The graph of every real function has inner measure zero

Question

I'm trying to understand the answer to this question:

Let $f:\mathbb{R} \rightarrow \mathbb{R}$ be a (general) function. Is there an $N\subset \mathbb{R}^2$ with $\lambda^2(N)=0$, such that $\{(x,f(x)):x\in \mathbb{R}\}$ $\subset N$ ?

First line of the answer, found there: "No function can have a graph with positive measure or even positive inner measure, since every function graph has uncountably many disjoint vertical translations, which cover the plane. "

I don't understand why the fact that "every function graph has uncountably many disjoint vertical translations, which cover the plane" (I agree with that) implies the desired result.

Thank you for your help.

Answer 1

If a function graph $G$ of positive inner measure existed, then choosing $K\subset G$ measurable of positive measure and considering the translates of $K$, you would get uncountably many disjoint measurable sets of positive measure. This is impossible in any $\sigma$-finite measure space.

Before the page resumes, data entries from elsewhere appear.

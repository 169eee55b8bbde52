//! Record ids drawn from the caller's RNG, so a seeded engine mints the
//! same ids on every run.

use rand::Rng;
use uuid::Builder;

/// A version 4 UUID string built from sixteen bytes of `rng`.
pub fn random_id(rng: &mut impl Rng) -> String {
    Builder::from_random_bytes(rng.gen()).into_uuid().to_string()
}
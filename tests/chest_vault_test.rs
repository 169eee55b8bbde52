//! Timed chest lifecycle through the engine.

use solo_ascent::core::constants::{DEBUG_CHEST_OPEN_MS, HOUR_MS};
use solo_ascent::rewards::chest::{ChestSource, ChestStatus};
use solo_ascent::service::clock::ManualClock;
use solo_ascent::{Engine, EngineConfig, EngineError, Tier};
use std::sync::Arc;
use std::thread;

const START: i64 = 1_704_067_200_000;

fn create_engine() -> (Arc<Engine>, Arc<ManualClock>) {
    let clock = Arc::new(ManualClock::new(START));
    let engine = Engine::with_clock(EngineConfig::deterministic(99), clock.clone());
    (Arc::new(engine), clock)
}

#[test]
fn test_debug_chest_lifecycle() {
    let (engine, clock) = create_engine();
    let user = engine.create_user("looter").unwrap();
    let chest = engine
        .mint_chest(&user.id, Tier::C, ChestSource::Debug)
        .unwrap();
    assert_eq!(chest.open_duration_ms, DEBUG_CHEST_OPEN_MS);

    assert!(matches!(
        engine.try_open(&user.id, &chest.id),
        Err(EngineError::ChestNotStarted)
    ));
    assert_eq!(
        engine.start_opening(&user.id, &chest.id).unwrap(),
        ChestStatus::Opening {
            remaining_ms: DEBUG_CHEST_OPEN_MS
        }
    );
    assert!(matches!(
        engine.start_opening(&user.id, &chest.id),
        Err(EngineError::AlreadyInProgress)
    ));

    clock.advance(DEBUG_CHEST_OPEN_MS - 1);
    assert!(matches!(
        engine.try_open(&user.id, &chest.id),
        Err(EngineError::NotReady { remaining_ms: 1 })
    ));
    // Polling is harmless
    assert!(engine.try_open(&user.id, &chest.id).is_err());

    clock.advance(1);
    let before = engine.user(&user.id).unwrap();
    let grant = engine.try_open(&user.id, &chest.id).unwrap();
    let after = engine.user(&user.id).unwrap();
    assert_eq!(grant.coins, chest.contents.coins);
    assert_eq!(grant.items, chest.contents.items);
    assert_eq!(after.coins, before.coins + grant.coins);
    assert_eq!(
        after.inventory.items.len(),
        before.inventory.items.len() + grant.items.len()
    );
    // C tier: 1 + 2/2 items
    assert!(grant.items.len() <= 2);

    assert!(matches!(
        engine.try_open(&user.id, &chest.id),
        Err(EngineError::ChestNotFound(_))
    ));
}

#[test]
fn test_daily_task_chest_durations_scale_with_tier() {
    let (engine, _) = create_engine();
    let user = engine.create_user("looter").unwrap();
    let expected = [
        (Tier::E, HOUR_MS),
        (Tier::D, 2 * HOUR_MS),
        (Tier::C, 4 * HOUR_MS),
        (Tier::B, 8 * HOUR_MS),
        (Tier::A, 12 * HOUR_MS),
        (Tier::S, 24 * HOUR_MS),
    ];
    for (tier, duration) in expected {
        let chest = engine
            .mint_chest(&user.id, tier, ChestSource::DailyTask)
            .unwrap();
        assert_eq!(chest.open_duration_ms, duration, "tier {tier}");
    }
    assert_eq!(engine.user(&user.id).unwrap().chests.len(), 6);
}

#[test]
fn test_unknown_chest() {
    let (engine, _) = create_engine();
    let user = engine.create_user("looter").unwrap();
    let err = engine.start_opening(&user.id, "missing").unwrap_err();
    assert!(err.is_not_found());
}

#[test]
fn test_racing_opens_grant_once() {
    let (engine, clock) = create_engine();
    let user = engine.create_user("looter").unwrap();
    let chest = engine
        .mint_chest(&user.id, Tier::E, ChestSource::Debug)
        .unwrap();
    engine.start_opening(&user.id, &chest.id).unwrap();
    clock.advance(DEBUG_CHEST_OPEN_MS);

    let handles: Vec<_> = (0..8)
        .map(|_| {
            let engine = Arc::clone(&engine);
            let user_id = user.id.clone();
            let chest_id = chest.id.clone();
            thread::spawn(move || engine.try_open(&user_id, &chest_id))
        })
        .collect();
    let results: Vec<_> = handles.into_iter().map(|h| h.join().unwrap()).collect();

    assert_eq!(results.iter().filter(|r| r.is_ok()).count(), 1);
    assert!(results
        .iter()
        .filter_map(|r| r.as_ref().err())
        .all(|e| matches!(e, EngineError::ChestNotFound(_))));
    let user = engine.user(&user.id).unwrap();
    assert_eq!(user.coins, 1000 + chest.contents.coins);
}
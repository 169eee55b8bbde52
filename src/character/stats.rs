//! Stat aggregation and the values derived from it.
//!
//! Effective attributes are always recomputed from base attributes and
//! worn gear, so equipment changes apply to the very next HP or damage
//! calculation. Nothing here is cached on the user except `max_hp`,
//! which callers refresh through [`refresh_max_hp`] or [`settle`].

use super::attributes::{AttributeType, Attributes};
use super::buffs::{active_bonus, prune_expired};
use super::user::User;
use crate::core::constants::{
    ATTRIBUTE_POINTS_PER_LEVEL, BASE_ATTRIBUTE_VALUE, BASE_MAX_HP, HP_BASELINE_VITALITY,
    HP_PER_VITALITY, NUM_ATTRIBUTES, XP_PER_LEVEL,
};
use crate::core::error::{EngineError, Result};

/// Base attributes plus every equipped item's modifiers.
pub fn effective_stats(user: &User) -> Attributes {
    let mut stats = user.attributes;
    for item in user.inventory.equipment.iter_equipped() {
        stats.add(&item.stats().to_attributes());
    }
    stats
}

/// [`effective_stats`] plus buffs still active at `now_ms`.
pub fn effective_stats_at(user: &User, now_ms: i64) -> Attributes {
    let mut stats = effective_stats(user);
    stats.add(&active_bonus(&user.active_buffs, now_ms));
    stats
}

/// 100 HP at 20 VIT, 5 HP per point above or below.
pub fn max_hp_for(vitality: u32) -> i64 {
    BASE_MAX_HP + (vitality as i64 - HP_BASELINE_VITALITY) * HP_PER_VITALITY
}

/// Recomputes `max_hp` from current stats and clamps `hp` into range.
pub fn refresh_max_hp(user: &mut User, now_ms: i64) -> u32 {
    let vitality = effective_stats_at(user, now_ms).vitality();
    user.max_hp = max_hp_for(vitality).clamp(0, u32::MAX as i64) as u32;
    user.hp = user.hp.min(user.max_hp);
    user.max_hp
}

/// Drops buffs that ran out by `now_ms`, then recomputes `max_hp` so a
/// lapsed VIT buff no longer props `hp` above the real maximum.
pub fn settle(user: &mut User, now_ms: i64) -> u32 {
    prune_expired(&mut user.active_buffs, now_ms);
    refresh_max_hp(user, now_ms)
}

/// Recomputes `max_hp` and restores the user to full.
pub fn heal_to_full(user: &mut User, now_ms: i64) {
    user.hp = refresh_max_hp(user, now_ms);
}

/// Points available to spend, derived from level and base attributes.
pub fn unspent_points(user: &User) -> u32 {
    let starting = BASE_ATTRIBUTE_VALUE as i64 * NUM_ATTRIBUTES as i64;
    let earned = ATTRIBUTE_POINTS_PER_LEVEL * (user.level as i64 - 1);
    let spent = user.attributes.total() as i64;
    (starting + earned - spent).max(0) as u32
}

/// Spends one unspent point on a base attribute.
pub fn assign_point(user: &mut User, attr: AttributeType) -> Result<u32> {
    if unspent_points(user) == 0 {
        return Err(EngineError::NoUnspentPoints);
    }
    user.attributes.increment(attr);
    Ok(user.attributes.get(attr))
}

pub fn xp_for_next_level(level: u32) -> u64 {
    level as u64 * XP_PER_LEVEL
}

/// Adds XP and levels up while the threshold is met. Returns levels gained.
pub fn apply_xp(user: &mut User, gain: u64) -> u32 {
    user.xp += gain;
    let mut levels = 0;
    while user.xp >= xp_for_next_level(user.level) {
        user.xp -= xp_for_next_level(user.level);
        user.level += 1;
        levels += 1;
    }
    levels
}
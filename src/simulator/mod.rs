//! Monte Carlo dungeon runs through the real [`Engine`](crate::service::engine::Engine).
//!
//! Each run is a fresh hero grinding one tier for a fixed number of
//! dungeons, auto-confirming every workout. Useful for checking how
//! rewards and defeats balance out per tier.

mod config;
mod report;
mod runner;

pub use config::SimConfig;
pub use report::{RunStats, SimReport};
pub use runner::{run_simulation, simulate_single_run};
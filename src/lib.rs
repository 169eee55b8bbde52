//! Solo Ascent - combat encounter and reward resolution engine.
//!
//! A player enters a tiered dungeon, fights three mobs and a boss in
//! workout-gated turns with up to three captured bosses at their side,
//! and walks away with XP, coins, items, captured bosses and timed
//! chests. [`service::engine::Engine`] is the entry point: it owns the
//! stores and serializes every operation per user.

pub mod character;
pub mod combat;
pub mod core;
pub mod dungeon;
pub mod items;
pub mod rewards;
pub mod service;
pub mod simulator;
pub mod utils;

pub use crate::core::config::{CaptureRule, EngineConfig};
pub use crate::core::error::{EngineError, Result};
pub use combat::encounter::{EncounterOutcome, RetreatOutcome};
pub use dungeon::tiers::Tier;
pub use service::engine::Engine;
//! Per-user serialization under concurrent calls.

use solo_ascent::combat::session::SessionPhase;
use solo_ascent::service::clock::ManualClock;
use solo_ascent::{Engine, EngineConfig, EngineError, Tier};
use std::sync::{Arc, Barrier};
use std::thread;

fn create_engine() -> Arc<Engine> {
    Arc::new(Engine::with_clock(
        EngineConfig::deterministic(7),
        Arc::new(ManualClock::new(1_704_067_200_000)),
    ))
}

#[test]
fn test_concurrent_attacks_declare_once() {
    let engine = create_engine();
    let user = engine.create_user("racer").unwrap();
    engine.enter_dungeon(&user.id, Tier::E).unwrap();

    let barrier = Arc::new(Barrier::new(16));
    let handles: Vec<_> = (0..16)
        .map(|_| {
            let engine = Arc::clone(&engine);
            let barrier = Arc::clone(&barrier);
            let user_id = user.id.clone();
            thread::spawn(move || {
                barrier.wait();
                engine.attack(&user_id)
            })
        })
        .collect();
    let results: Vec<_> = handles.into_iter().map(|h| h.join().unwrap()).collect();

    assert_eq!(results.iter().filter(|r| r.is_ok()).count(), 1);
    for result in &results {
        if let Err(e) = result {
            assert!(matches!(e, EngineError::InvalidTransition { .. }), "{e}");
        }
    }
    let session = engine.session(&user.id).unwrap().unwrap();
    assert!(matches!(session.phase, SessionPhase::AwaitingWorkout { .. }));
}

#[test]
fn test_concurrent_confirms_hit_once() {
    let engine = create_engine();
    let user = engine.create_user("racer").unwrap();
    engine.enter_dungeon(&user.id, Tier::D).unwrap();
    engine.attack(&user.id).unwrap();

    let handles: Vec<_> = (0..8)
        .map(|_| {
            let engine = Arc::clone(&engine);
            let user_id = user.id.clone();
            thread::spawn(move || engine.confirm_workout(&user_id))
        })
        .collect();
    let successes = handles
        .into_iter()
        .map(|h| h.join().unwrap())
        .filter(|r| r.is_ok())
        .count();
    assert_eq!(successes, 1);

    // D mob has 75 HP; a 20 STR hit deals at least 100
    let session = engine.session(&user.id).unwrap().unwrap();
    assert_eq!(session.monsters_killed, 1);
    assert_eq!(session.enemy_index, 1);
}

#[test]
fn test_users_progress_independently() {
    let engine = create_engine();
    let ids: Vec<String> = (0..8)
        .map(|i| engine.create_user(&format!("hero{i}")).unwrap().id)
        .collect();

    let handles: Vec<_> = ids
        .iter()
        .cloned()
        .map(|user_id| {
            let engine = Arc::clone(&engine);
            thread::spawn(move || {
                engine.enter_dungeon(&user_id, Tier::E)?;
                engine.attack(&user_id)?;
                engine.confirm_workout(&user_id)
            })
        })
        .collect();
    for handle in handles {
        let outcome = handle.join().unwrap().unwrap();
        assert_eq!(outcome.session().unwrap().phase, SessionPhase::EnemyDefeated);
    }
    for id in &ids {
        assert!(engine.session(id).unwrap().is_some());
    }
}
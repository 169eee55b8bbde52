use super::party::{AllyHit, DamageReport};
use crate::core::constants::{BOSS_INDEX, WORKOUT_PROMPTS};
use crate::dungeon::enemy::{spawn_enemy, Enemy};
use crate::dungeon::tiers::Tier;
use rand::Rng;
use serde::{Deserialize, Serialize};

/// Which completion branch a session resolves through.
#[derive(Debug, Clone, Copy, PartialEq, Eq, Serialize, Deserialize)]
pub enum EncounterKind {
    /// Three mobs then the tier boss
    StandardDungeon,
    /// A single fight against the tier boss, always captured on a win
    SummonedBossFight,
}

/// Where a live session is in its turn cycle. A user with no session is
/// idle; a resolved fight has no session either.
#[derive(Debug, Clone, PartialEq, Eq, Serialize, Deserialize)]
pub enum SessionPhase {
    PlayerTurn,
    /// Attack declared; damage waits for the workout to be confirmed
    AwaitingWorkout { prompt: String },
    EnemyTurn,
    /// Current enemy is dead and the next one has not been called in
    EnemyDefeated,
}

impl SessionPhase {
    pub fn name(&self) -> &'static str {
        match self {
            SessionPhase::PlayerTurn => "player turn",
            SessionPhase::AwaitingWorkout { .. } => "awaiting workout",
            SessionPhase::EnemyTurn => "enemy turn",
            SessionPhase::EnemyDefeated => "enemy defeated",
        }
    }
}

#[derive(Debug, Clone, PartialEq, Eq, Serialize, Deserialize)]
pub struct CombatSession {
    pub user_id: String,
    pub tier: Tier,
    pub kind: EncounterKind,
    pub enemy: Enemy,
    /// 0..=3 for the live encounter; reaching 4 ends the run
    pub enemy_index: u8,
    pub phase: SessionPhase,
    pub monsters_killed: u32,
    pub last_damage_dealt: Option<u32>,
    pub last_ally_hits: Vec<AllyHit>,
    pub last_damage_taken: Option<DamageReport>,
    pub started_at_ms: i64,
    pub last_action_ms: i64,
}

impl CombatSession {
    pub fn new(user_id: impl Into<String>, tier: Tier, kind: EncounterKind, now_ms: i64) -> Self {
        let enemy_index = match kind {
            EncounterKind::StandardDungeon => 0,
            EncounterKind::SummonedBossFight => BOSS_INDEX,
        };
        Self {
            user_id: user_id.into(),
            tier,
            kind,
            enemy: spawn_enemy(tier, enemy_index),
            enemy_index,
            phase: SessionPhase::PlayerTurn,
            monsters_killed: 0,
            last_damage_dealt: None,
            last_ally_hits: Vec::new(),
            last_damage_taken: None,
            started_at_ms: now_ms,
            last_action_ms: now_ms,
        }
    }

    pub fn is_awaiting_workout(&self) -> bool {
        matches!(self.phase, SessionPhase::AwaitingWorkout { .. })
    }

    pub fn workout_prompt(&self) -> Option<&str> {
        match &self.phase {
            SessionPhase::AwaitingWorkout { prompt } => Some(prompt),
            _ => None,
        }
    }

    /// Between a kill and the next enemy the player is scavenging.
    pub fn is_scavenging(&self) -> bool {
        self.phase == SessionPhase::EnemyDefeated
    }

    pub fn is_boss_fight(&self) -> bool {
        self.enemy_index == BOSS_INDEX
    }

    pub fn touch(&mut self, now_ms: i64) {
        self.last_action_ms = now_ms;
    }

    pub fn is_idle(&self, now_ms: i64, timeout_ms: i64) -> bool {
        now_ms - self.last_action_ms > timeout_ms
    }
}

pub fn random_workout_prompt(rng: &mut impl Rng) -> &'static str {
    WORKOUT_PROMPTS[rng.gen_range(0..WORKOUT_PROMPTS.len())]
}
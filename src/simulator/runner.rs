//! Drives heroes through dungeons with the real engine.
//!
//! Every workout is confirmed immediately and every dungeon-clear chest is
//! opened on the spot. The clock only moves when the runner moves it.

use super::config::SimConfig;
use super::report::{RunStats, SimReport};
use crate::character::attributes::AttributeType;
use crate::character::user::User;
use crate::combat::encounter::EncounterOutcome;
use crate::combat::session::SessionPhase;
use crate::core::config::EngineConfig;
use crate::core::error::Result;
use crate::rewards::resolver::RewardOutcome;
use crate::service::clock::{Clock, ManualClock};
use crate::service::engine::Engine;
use std::sync::Arc;
use tracing::debug;

// 2024-01-01T00:00:00Z
const SIM_START_MS: i64 = 1_704_067_200_000;
const ACTION_STEP_MS: i64 = 1_000;

/// Run the full simulation and return a report.
pub fn run_simulation(config: &SimConfig) -> Result<SimReport> {
    let mut all_runs = Vec::with_capacity(config.num_runs as usize);

    for run_idx in 0..config.num_runs {
        let seed = config.seed.map(|seed| seed.wrapping_add(run_idx as u64));
        let run = simulate_single_run(config, seed)?;

        if config.verbosity >= 2 {
            println!(
                "Run {}/{} - Level {}, Clears {}, Defeats {}, Retreats {}, Captures {}",
                run_idx + 1,
                config.num_runs,
                run.final_level,
                run.clears,
                run.defeats,
                run.retreats,
                run.captures
            );
        }
        all_runs.push(run);
    }

    Ok(SimReport::from_runs(config, all_runs))
}

/// One hero, `dungeons_per_run` attempts at the configured tier.
pub fn simulate_single_run(config: &SimConfig, seed: Option<u64>) -> Result<RunStats> {
    let clock = Arc::new(ManualClock::new(SIM_START_MS));
    let engine = Engine::with_clock(
        EngineConfig {
            seed,
            ..EngineConfig::default()
        },
        clock.clone(),
    );

    // Locked tiers are still simulated: the hero gets just enough perception
    let mut hero = User::new("simulated hero", clock.now_ms());
    let gate = config.tier.config().perception_gate;
    if hero.attributes.perception() < gate {
        hero.attributes.set(AttributeType::Perception, gate);
    }
    let user_id = hero.id.clone();
    engine.insert_user(hero)?;

    let mut stats = RunStats::default();
    for _ in 0..config.dungeons_per_run {
        run_dungeon(&engine, &clock, &user_id, config, &mut stats)?;
        clock.advance(ACTION_STEP_MS);
    }

    let user = engine.user(&user_id)?;
    stats.final_level = user.level;
    stats.final_coins = user.coins;
    stats.captures = user.captured_bosses.len() as u32;
    Ok(stats)
}

fn run_dungeon(
    engine: &Engine,
    clock: &ManualClock,
    user_id: &str,
    config: &SimConfig,
    stats: &mut RunStats,
) -> Result<()> {
    let mut session = engine.enter_dungeon(user_id, config.tier)?;

    for _ in 0..config.max_actions_per_dungeon {
        clock.advance(ACTION_STEP_MS);
        let outcome = match &session.phase {
            SessionPhase::PlayerTurn => engine.attack(user_id)?,
            SessionPhase::AwaitingWorkout { .. } => engine.confirm_workout(user_id)?,
            SessionPhase::EnemyTurn => engine.enemy_turn(user_id)?,
            SessionPhase::EnemyDefeated => engine.next_enemy(user_id)?,
        };
        match outcome {
            EncounterOutcome::Ongoing(next) => session = next,
            EncounterOutcome::Resolved(outcome) => {
                return record_outcome(engine, user_id, &outcome, stats);
            }
        }
    }

    let retreat = engine.run_away(user_id)?;
    debug!(user = %user_id, index = retreat.enemy_index, "simulated hero gave up");
    stats.retreats += 1;
    stats.coins_earned += retreat.loot.coins;
    stats.items_found += retreat.loot.items.len() as u32;
    Ok(())
}

fn record_outcome(
    engine: &Engine,
    user_id: &str,
    outcome: &RewardOutcome,
    stats: &mut RunStats,
) -> Result<()> {
    if !outcome.is_victory() {
        stats.defeats += 1;
        return Ok(());
    }

    let rewards = &outcome.rewards;
    stats.clears += 1;
    if rewards.first_clear {
        stats.first_clears += 1;
    }
    stats.xp_earned += rewards.xp;
    stats.coins_earned += rewards.coins + rewards.kill_loot.coins;
    stats.items_found += (outcome.item_drops.len() + rewards.kill_loot.items.len()) as u32;

    for chest in &outcome.chests {
        engine.start_opening(user_id, &chest.id)?;
        let grant = engine.try_open(user_id, &chest.id)?;
        stats.chests_opened += 1;
        stats.xp_earned += grant.xp;
        stats.coins_earned += grant.coins;
        stats.items_found += grant.items.len() as u32;
    }
    Ok(())
}
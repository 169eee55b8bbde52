//! Checksummed binary snapshots of engine state.

use crate::character::user::User;
use crate::combat::session::CombatSession;
use crate::core::constants::SNAPSHOT_VERSION_MAGIC;
use crate::service::store::{StoreError, StoreResult};
use directories::ProjectDirs;
use serde::{Deserialize, Serialize};
use sha2::{Digest, Sha256};
use std::fs;
use std::io::{Read, Write};
use std::path::{Path, PathBuf};

/// Everything needed to bring an engine back after a restart.
#[derive(Debug, Clone, PartialEq, Default, Serialize, Deserialize)]
pub struct EngineSnapshot {
    pub saved_at_ms: i64,
    pub users: Vec<User>,
    pub sessions: Vec<CombatSession>,
}

/// A snapshot file on disk.
pub struct SnapshotFile {
    path: PathBuf,
}

impl SnapshotFile {
    pub fn new(path: impl Into<PathBuf>) -> Self {
        Self { path: path.into() }
    }

    /// `snapshot.dat` in the platform data directory, created if missing.
    pub fn default_location() -> StoreResult<Self> {
        let project_dirs = ProjectDirs::from("", "", "solo-ascent").ok_or_else(|| {
            StoreError::Io(std::io::Error::new(
                std::io::ErrorKind::NotFound,
                "could not determine data directory",
            ))
        })?;
        let data_dir = project_dirs.data_dir();
        fs::create_dir_all(data_dir)?;
        Ok(Self::new(data_dir.join("snapshot.dat")))
    }

    pub fn path(&self) -> &Path {
        &self.path
    }

    pub fn exists(&self) -> bool {
        self.path.exists()
    }

    /// File format:
    /// - Version magic (8 bytes)
    /// - Payload length (4 bytes)
    /// - bincode payload
    /// - SHA256 over everything before it (32 bytes)
    pub fn save(&self, snapshot: &EngineSnapshot) -> StoreResult<()> {
        let data =
            bincode::serialize(snapshot).map_err(|e| StoreError::Serialization(e.to_string()))?;
        let data_len = u32::try_from(data.len())
            .map_err(|_| StoreError::Serialization("snapshot too large".to_string()))?;

        let mut hasher = Sha256::new();
        hasher.update(SNAPSHOT_VERSION_MAGIC.to_le_bytes());
        hasher.update(data_len.to_le_bytes());
        hasher.update(&data);
        let checksum = hasher.finalize();

        // Written to a sibling temp file, then renamed into place
        let tmp_path = self.path.with_extension("tmp");
        let mut file = fs::File::create(&tmp_path)?;
        file.write_all(&SNAPSHOT_VERSION_MAGIC.to_le_bytes())?;
        file.write_all(&data_len.to_le_bytes())?;
        file.write_all(&data)?;
        file.write_all(&checksum)?;
        file.sync_all()?;
        drop(file);
        fs::rename(&tmp_path, &self.path)?;

        Ok(())
    }

    /// Loads and verifies a snapshot. Fails on a wrong magic, a checksum
    /// mismatch, or a payload that does not decode.
    pub fn load(&self) -> StoreResult<EngineSnapshot> {
        let mut file = fs::File::open(&self.path)?;

        let mut version_bytes = [0u8; 8];
        file.read_exact(&mut version_bytes)?;
        let version = u64::from_le_bytes(version_bytes);
        if version != SNAPSHOT_VERSION_MAGIC {
            return Err(StoreError::CorruptedData(format!(
                "invalid snapshot version: expected 0x{:016X}, got 0x{:016X}",
                SNAPSHOT_VERSION_MAGIC, version
            )));
        }

        let mut length_bytes = [0u8; 4];
        file.read_exact(&mut length_bytes)?;
        let data_len = u32::from_le_bytes(length_bytes);

        let mut data = vec![0u8; data_len as usize];
        file.read_exact(&mut data)?;

        let mut stored_checksum = [0u8; 32];
        file.read_exact(&mut stored_checksum)?;

        let mut hasher = Sha256::new();
        hasher.update(version_bytes);
        hasher.update(length_bytes);
        hasher.update(&data);
        let computed_checksum = hasher.finalize();
        if stored_checksum != computed_checksum.as_slice() {
            return Err(StoreError::CorruptedData(
                "checksum verification failed".to_string(),
            ));
        }

        bincode::deserialize(&data).map_err(|e| StoreError::Serialization(e.to_string()))
    }
}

Indeed, let $X=\bigcup X_n$ be a $\sigma$-finite measure space with $\mu(X_n)<\infty$ and let $\mathcal{C}$ be an uncountable collection of disjoint measurable subsets of $X$ of positive measure. Then for each $A\in\mathcal{C}$, there exist $m,n\in\mathbb{N}$ such that $\mu(A\cap X_n)>1/m$. Thus there must exist some pair $(m,n)\in\mathbb{N}^2$ such that $\mu(A\cap X_n)>1/m$ for uncountably many different elements $A\in \mathcal{C}$. But since the sets $A\cap X_n$ are all disjoint, this would imply $\mu(X_n)=\infty$ (say by choosing a countably infinite collection of such $A$ and using countable additivity).

Answer 2

Suppose the graph had positive measure. Then we can cover the plane with uncountably many disjoint translates of this positive-measure set. Then this question completes the proof.